• [WHAT YOU WILL DO]:
For the records below, tally every line that has the word "LogsResponse" and reply with the number alone.

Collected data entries
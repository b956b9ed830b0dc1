pub mod errors;
pub mod manager;
pub mod stats;
pub mod transport;
pub mod types;

pub use errors::DispatchError;
pub use manager::{CandidateOrder, VpnDownloadManager};
pub use stats::{CurrentJob, WorkerStats, WorkerStatsStore};
pub use transport::{DownloadFailure, HealthProbe, HttpWorkerTransport, WorkerTransport};
pub use types::{DownloadResult, FailureKind, SliceRequest, VpnAttempt, WorkerEndpoint};
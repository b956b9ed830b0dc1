use axum::{
    Json,
    body::Bytes,
    extract::{Query, State},
    response::{IntoResponse, Response},
};
use futures_util::future::join_all;
use serde::{Deserialize, Serialize};
use serde_json::Value;
use std::time::Duration;

use crate::docker::{ContainerState, client::RESTART_GRACE_SECS};
use crate::gateway::{
    GatewayState,
    error::{ControlError, ControlResult, parse_json_with_limit},
    handlers::{Captured, metrics::schedule_restart_refresh},
};
use crate::metrics::now_unix_ms;
use crate::tunnel::TunnelRunState;

pub(crate) const DEFAULT_LOG_TAIL: usize = 100;
pub(crate) const MAX_LOG_TAIL: usize = 1000;
const MAX_CONTROL_BODY: usize = 4 * 1024;

#[derive(Debug, Deserialize)]
pub(crate) struct ContainerQuery {
    #[serde(default)]
    container: Option<String>,
}

#[derive(Debug, Deserialize)]
pub(crate) struct LogsQuery {
    #[serde(default)]
    container: Option<String>,
    #[serde(default)]
    tail: Option<String>,
}

#[derive(Debug, Deserialize)]
struct ContainerRequest {
    container: String,
}

#[derive(Debug, Default, Clone, Copy, PartialEq, Eq, Serialize, Deserialize)]
#[serde(rename_all = "lowercase")]
enum RestartMode {
    #[default]
    Soft,
    Hard,
}

#[derive(Debug, Deserialize)]
struct RestartRequest {
    container: String,
    #[serde(default)]
    mode: RestartMode,
}

#[derive(Debug, Serialize)]
#[serde(rename_all = "camelCase")]
pub(crate) struct TunnelSnapshot {
    pub(crate) container: String,
    pub(crate) worker: Option<String>,
    pub(crate) timestamp: u64,
    pub(crate) container_state: Captured<ContainerState>,
    pub(crate) vpn_status: Captured<Value>,
    pub(crate) public_ip: Captured<Value>,
}

#[derive(Debug, Serialize)]
#[serde(rename_all = "camelCase")]
pub(crate) struct ControlActionResponse {
    pub(crate) success: bool,
    pub(crate) container: String,
    pub(crate) action: &'static str,
    #[serde(skip_serializing_if = "Option::is_none")]
    mode: Option<RestartMode>,
    #[serde(skip_serializing_if = "Option::is_none")]
    pub(crate) worker_container: Option<String>,
    pub(crate) message: String,
}

#[derive(Debug, Serialize)]
pub(crate) struct LogsResponse {
    pub(crate) success: bool,
    pub(crate) container: String,
    pub(crate) lines: usize,
    pub(crate) logs: Vec<String>,
}

/// Unparseable values fall back to the default; numbers are clamped to `1..=MAX_LOG_TAIL`.
pub(crate) fn clamp_tail(raw: Option<&str>) -> usize {
    raw.and_then(|v| v.trim().parse::<usize>().ok())
        .unwrap_or(DEFAULT_LOG_TAIL)
        .clamp(1, MAX_LOG_TAIL)
}

fn tunnel_index(state: &GatewayState, container: &str) -> ControlResult<usize> {
    state
        .config
        .fleet
        .tunnel_index(container)
        .ok_or_else(|| ControlError::UnknownContainer(container.to_string()))
}

async fn tunnel_call<T, F, Fut>(
    state: &GatewayState,
    index: usize,
    call: F,
) -> Result<T, String>
where
    F: FnOnce(crate::tunnel::TunnelControl) -> Fut,
    Fut: std::future::Future<Output = crate::tunnel::Result<T>>,
{
    let Some(tunnel) = state.tunnel_control(index) else {
        return Err("no control URL configured".to_string());
    };
    call(tunnel).await.map_err(|e| e.to_string())
}

async fn snapshot(state: &GatewayState, index: usize) -> TunnelSnapshot {
    let container = state.config.fleet.tunnel_containers[index].clone();
    let (container_state, vpn_status, public_ip) = tokio::join!(
        state.docker.inspect(&container),
        tunnel_call(state, index, |t| async move { t.vpn_status().await }),
        tunnel_call(state, index, |t| async move {
            t.public_ip().await.map(|(_, raw)| raw)
        }),
    );
    TunnelSnapshot {
        worker: state
            .config
            .fleet
            .paired_worker(&container)
            .map(|w| w.id.clone()),
        container,
        timestamp: now_unix_ms(),
        container_state: Captured::from_result(container_state),
        vpn_status: Captured::from_result(vpn_status),
        public_ip: Captured::from_result(public_ip),
    }
}

pub(crate) async fn gluetun_status(
    State(state): State<GatewayState>,
    Query(query): Query<ContainerQuery>,
) -> ControlResult<Response> {
    if let Some(container) = query.container.as_deref().filter(|c| !c.is_empty()) {
        let index = tunnel_index(&state, container)?;
        return Ok(Json(snapshot(&state, index).await).into_response());
    }
    let count = state.config.fleet.tunnel_containers.len();
    let snapshots = join_all((0..count).map(|i| snapshot(&state, i))).await;
    Ok(Json(snapshots).into_response())
}

pub(crate) async fn gluetun_restart(
    State(state): State<GatewayState>,
    body: Bytes,
) -> ControlResult<Json<ControlActionResponse>> {
    let req: RestartRequest = parse_json_with_limit(body, MAX_CONTROL_BODY)?;
    let index = tunnel_index(&state, &req.container)?;
    tracing::info!(container = %req.container, mode = ?req.mode, "tunnel restart requested");

    let worker_container = match req.mode {
        RestartMode::Soft => {
            let tunnel = state
                .tunnel_control(index)
                .ok_or_else(|| ControlError::BadRequest("no control URL configured".into()))?;
            let tunnel_err = |source| ControlError::Tunnel {
                container: req.container.clone(),
                source,
            };
            tunnel
                .set_openvpn_status(TunnelRunState::Stopped)
                .await
                .map_err(tunnel_err)?;
            tokio::time::sleep(Duration::from_millis(state.config.gateway.soft_restart_delay_ms))
                .await;
            tunnel
                .set_openvpn_status(TunnelRunState::Running)
                .await
                .map_err(tunnel_err)?;
            None
        }
        RestartMode::Hard => {
            state.docker.restart(&req.container, RESTART_GRACE_SECS).await?;
            // The worker shares the tunnel's network namespace and loses it on restart.
            let paired = state
                .config
                .fleet
                .paired_worker_container(&req.container)
                .map(str::to_string);
            if let Some(worker) = &paired {
                state.docker.restart(worker, RESTART_GRACE_SECS).await?;
            }
            paired
        }
    };

    if let Some(worker) = state.config.fleet.paired_worker(&req.container) {
        schedule_restart_refresh(state.clone(), worker.id.clone());
    }

    let message = match (&req.mode, &worker_container) {
        (RestartMode::Soft, _) => "VPN connection restarted".to_string(),
        (RestartMode::Hard, Some(w)) => format!("container restarted together with {w}"),
        (RestartMode::Hard, None) => "container restarted".to_string(),
    };
    Ok(Json(ControlActionResponse {
        success: true,
        container: req.container,
        action: "restart",
        mode: Some(req.mode),
        worker_container,
        message,
    }))
}

pub(crate) async fn gluetun_stop_vpn(
    State(state): State<GatewayState>,
    body: Bytes,
) -> ControlResult<Json<ControlActionResponse>> {
    let req: ContainerRequest = parse_json_with_limit(body, MAX_CONTROL_BODY)?;
    let index = tunnel_index(&state, &req.container)?;
    let tunnel = state
        .tunnel_control(index)
        .ok_or_else(|| ControlError::BadRequest("no control URL configured".into()))?;
    tracing::warn!(container = %req.container, "stopping VPN connection");
    tunnel
        .set_openvpn_status(TunnelRunState::Stopped)
        .await
        .map_err(|source| ControlError::Tunnel {
            container: req.container.clone(),
            source,
        })?;
    Ok(Json(ControlActionResponse {
        success: true,
        container: req.container,
        action: "stop-vpn",
        mode: None,
        worker_container: None,
        message: "VPN connection stopped".to_string(),
    }))
}

pub(crate) async fn gluetun_stop_container(
    State(state): State<GatewayState>,
    body: Bytes,
) -> ControlResult<Json<ControlActionResponse>> {
    let req: ContainerRequest = parse_json_with_limit(body, MAX_CONTROL_BODY)?;
    tunnel_index(&state, &req.container)?;
    tracing::warn!(container = %req.container, "stopping tunnel container");
    state.docker.stop(&req.container).await?;
    Ok(Json(ControlActionResponse {
        success: true,
        container: req.container,
        action: "stop-container",
        mode: None,
        worker_container: None,
        message: "container stopped".to_string(),
    }))
}

pub(crate) async fn gluetun_logs(
    State(state): State<GatewayState>,
    Query(query): Query<LogsQuery>,
) -> ControlResult<Json<LogsResponse>> {
    let container = query
        .container
        .filter(|c| !c.trim().is_empty())
        .ok_or_else(|| ControlError::BadRequest("container query parameter is required".into()))?;
    let fleet = &state.config.fleet;
    let allowed = fleet
        .tunnel_containers
        .iter()
        .chain(&fleet.worker_containers)
        .chain(&state.config.gateway.infra_containers)
        .any(|c| *c == container);
    if !allowed {
        return Err(ControlError::UnknownContainer(container));
    }

    let tail = clamp_tail(query.tail.as_deref());
    let logs = state.docker.logs(&container, tail).await?;
    Ok(Json(LogsResponse {
        success: true,
        container,
        lines: logs.len(),
        logs,
    }))
}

• [SOLUTION TO THIS PROBLEM]:
3